Measurements for the same metric for multiple pipelines can be shown on a single plot. Examples of using the CLI toolkit for visualization are shown below.
To reproduce the following plots, use the ./github_example/hello_word.db.
umlaut-cli hello_world.db -p plotly
Run umlaut-cli and use plotly as plotting backend.
Select an UUID using space and the arrow keys.
Select one or more metrics using space and the arrow keys.
Select one or more descriptions using space and the arrow keys. The description or a measurement is usually the method name.
umlaut-cli hello_world.db -p plotly
We run again umlaut-cli and use plotly as plotting backend. This time we select mutiple UUIDs using space and the arrow keys.
In the pipelines folder, there are several examples of the following pipelines where UMLAUT is integrated.
-
So2Sat Earth Observation [description] [umlaut pipeline]
-
Backblaze Hard Drive Anomaly Prediction [description] [umlaut pipeline]
-
Stock Market Prediction [description] [umlaut pipeline]
-
MNIST Digit Recognition [description] [umlaut pipeline]
-
Meta Benchmarking Pipeline for initial testing:
By running the provided sh files, a set of operations (sleeping, sorting, matrix multiplication) can be run to test Umlaut on your own system. Furthermore the provided python file can be run for customized testing with the following arguments:
-t / --time to activate runtime measurements
-m / --memory to activate memory measurements
-mf / --memoryfreq to specify the interval for memory measurements
-c / --cpu to activate cpu measurements
-cf / --cpufreq to specify the interval for cpu measurements\
-o / --order to specify which operations to run ("sleep", "sort", "mult", "vw", in any order and as often as desired)
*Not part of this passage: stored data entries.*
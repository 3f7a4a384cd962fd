//! # Storage Layer
//!
//! Durable local state for the application store. Only a *projection* of the
//! store is persisted: textbooks, questions, system progress, streak, user
//! stats and settings. The practice session and the faculty board are
//! session-only and never reach storage.
//!
//! ## Blob Format
//!
//! The projection is written as one JSON blob under a fixed namespace key
//! (`licenprep-storage` by default), wrapped in a versioned envelope:
//!
//! ```text
//! {
//!   "state": {
//!     "textbooks": [...],
//!     "mcqs": [...],
//!     "systemProgress": [...],
//!     "streak": 7,
//!     "userStats": {...},
//!     "settings": {...}
//!   },
//!   "version": 0
//! }
//! ```
//!
//! ## Rehydration
//!
//! The blob is read once at startup and merged over the seed defaults one
//! top-level field at a time: a field present in the blob replaces the
//! default wholesale, a missing field keeps the default, unknown fields are
//! ignored.
//!
//! ## Backends
//!
//! - [`fs_backend::FsBackend`]: one `<key>.json` file per namespace, atomic writes.
//! - [`mem_backend::MemBackend`]: in-memory, for tests.

use crate::error::{LicenPrepError, Result};
use crate::model::{Mcq, Settings, SystemProgress, Textbook, UserStats};
use crate::seed;
use serde::{Deserialize, Serialize};

pub mod fs_backend;
pub mod mem_backend;

pub const DEFAULT_STORAGE_KEY: &str = "licenprep-storage";
pub const SNAPSHOT_VERSION: u32 = 0;

/// Raw blob I/O. The backend knows nothing about the blob's contents.
pub trait StateBackend {
    /// Read the blob stored under `key`.
    /// Returns Ok(None) if nothing has been stored yet.
    fn load(&self, key: &str) -> Result<Option<String>>;

    /// Overwrite the blob stored under `key`.
    /// MUST be atomic (e.g. write to tmp then rename) to avoid partial writes.
    fn save(&self, key: &str, blob: &str) -> Result<()>;
}

/// The persisted subset of the application store.
#[derive(Debug, Clone, PartialEq, Serialize, Deserialize)]
#[serde(rename_all = "camelCase")]
pub struct Snapshot {
    pub textbooks: Vec<Textbook>,
    pub mcqs: Vec<Mcq>,
    pub system_progress: Vec<SystemProgress>,
    pub streak: u32,
    pub user_stats: UserStats,
    pub settings: Settings,
}

#[derive(Serialize, Deserialize)]
struct Envelope<T> {
    state: T,
    version: u32,
}

impl Snapshot {
    pub fn seed() -> Self {
        Self {
            textbooks: seed::textbooks(),
            mcqs: seed::mcqs(),
            system_progress: seed::system_progress(),
            streak: seed::SEED_STREAK,
            user_stats: seed::user_stats(),
            settings: seed::settings(),
        }
    }

    pub fn to_blob(&self) -> Result<String> {
        let envelope = Envelope {
            state: self,
            version: SNAPSHOT_VERSION,
        };
        Ok(serde_json::to_string_pretty(&envelope)?)
    }

    /// Shallow-merge the `state` object of `blob` over `defaults`.
    pub fn merge_blob(defaults: Snapshot, blob: &str) -> Result<Snapshot> {
        let stored: Envelope<serde_json::Value> = serde_json::from_str(blob)?;
        let serde_json::Value::Object(persisted) = stored.state else {
            return Err(LicenPrepError::Store(
                "Persisted state is not a JSON object".to_string(),
            ));
        };

        let serde_json::Value::Object(mut merged) = serde_json::to_value(defaults)? else {
            return Err(LicenPrepError::Store(
                "Default state did not serialize to an object".to_string(),
            ));
        };
        for (field, value) in persisted {
            if merged.contains_key(&field) {
                merged.insert(field, value);
            }
        }

        Ok(serde_json::from_value(serde_json::Value::Object(merged))?)
    }
}

/// Read the blob under `key` and merge it over the seed defaults.
pub fn load_snapshot<B: StateBackend>(backend: &B, key: &str) -> Result<Snapshot> {
    match backend.load(key)? {
        Some(blob) => Snapshot::merge_blob(Snapshot::seed(), &blob),
        None => Ok(Snapshot::seed()),
    }
}

pub fn save_snapshot<B: StateBackend>(backend: &B, key: &str, snapshot: &Snapshot) -> Result<()> {
    backend.save(key, &snapshot.to_blob()?)
}

#[cfg(test)]
mod tests {
    use super::*;
    use crate::model::Theme;
    use mem_backend::MemBackend;

    #[test]
    fn missing_blob_yields_seed() {
        let backend = MemBackend::new();
        let snapshot = load_snapshot(&backend, DEFAULT_STORAGE_KEY).unwrap();
        assert_eq!(snapshot.mcqs, seed::mcqs());
        assert_eq!(snapshot.streak, seed::SEED_STREAK);
    }

    #[test]
    fn blob_is_wrapped_in_versioned_envelope() {
        let blob = Snapshot::seed().to_blob().unwrap();
        let value: serde_json::Value = serde_json::from_str(&blob).unwrap();
        assert_eq!(value["version"], 0);
        assert_eq!(value["state"]["streak"], 7);
        assert!(value["state"]["systemProgress"].is_array());
        assert!(value["state"].get("practice").is_none());
        assert!(value["state"].get("faculty").is_none());
    }

    #[test]
    fn partial_blob_keeps_defaults_for_missing_fields() {
        let blob = r#"{"state":{"streak":12,"settings":{"modelTier":"gemini-pro","tokenBudget":250000,"theme":"dark"}},"version":0}"#;
        let merged = Snapshot::merge_blob(Snapshot::seed(), blob).unwrap();
        assert_eq!(merged.streak, 12);
        assert_eq!(merged.settings.theme, Theme::Dark);
        assert_eq!(merged.settings.token_budget, 250_000);
        assert_eq!(merged.mcqs, seed::mcqs());
        assert_eq!(merged.textbooks.len(), 1);
    }

    #[test]
    fn unknown_fields_are_ignored() {
        let blob = r#"{"state":{"streak":3,"practice":{"currentQuestionIndex":2}},"version":0}"#;
        let merged = Snapshot::merge_blob(Snapshot::seed(), blob).unwrap();
        assert_eq!(merged.streak, 3);
    }

    #[test]
    fn malformed_blob_is_an_error() {
        assert!(Snapshot::merge_blob(Snapshot::seed(), "not json").is_err());
        assert!(Snapshot::merge_blob(Snapshot::seed(), r#"{"state":[],"version":0}"#).is_err());
        assert!(
            Snapshot::merge_blob(Snapshot::seed(), r#"{"state":{"streak":"x"},"version":0}"#)
                .is_err()
        );
    }

    #[test]
    fn save_then_load_round_trips() {
        let backend = MemBackend::new();
        let mut snapshot = Snapshot::seed();
        snapshot.streak = 42;
        snapshot.mcqs.truncate(1);
        snapshot.settings.theme = Theme::Light;

        save_snapshot(&backend, DEFAULT_STORAGE_KEY, &snapshot).unwrap();
        let loaded = load_snapshot(&backend, DEFAULT_STORAGE_KEY).unwrap();
        assert_eq!(loaded, snapshot);
    }
}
-r / --repeat to specify how often the set of operations should be repeated
-g / --gpu to activate gpu utilization measurement
-gm / --gpumemory to activate gpu memory measurement
-gt / --gputime to activate gpu time measurement. There might be slight differences between the cpu time and gpu time for code executed on a gpu.
-gp / --gpupower to activate gpu power consumption measurement.\
Umlaut should have a memory overhead of ~130 MB, a CPU usage of 10-20% when idle and close to no time overhead. When sorting, memory usage should have a mean and max of within 1000-1100 MB. When matrix multiplying, CPU usage should have a mean of ~90%.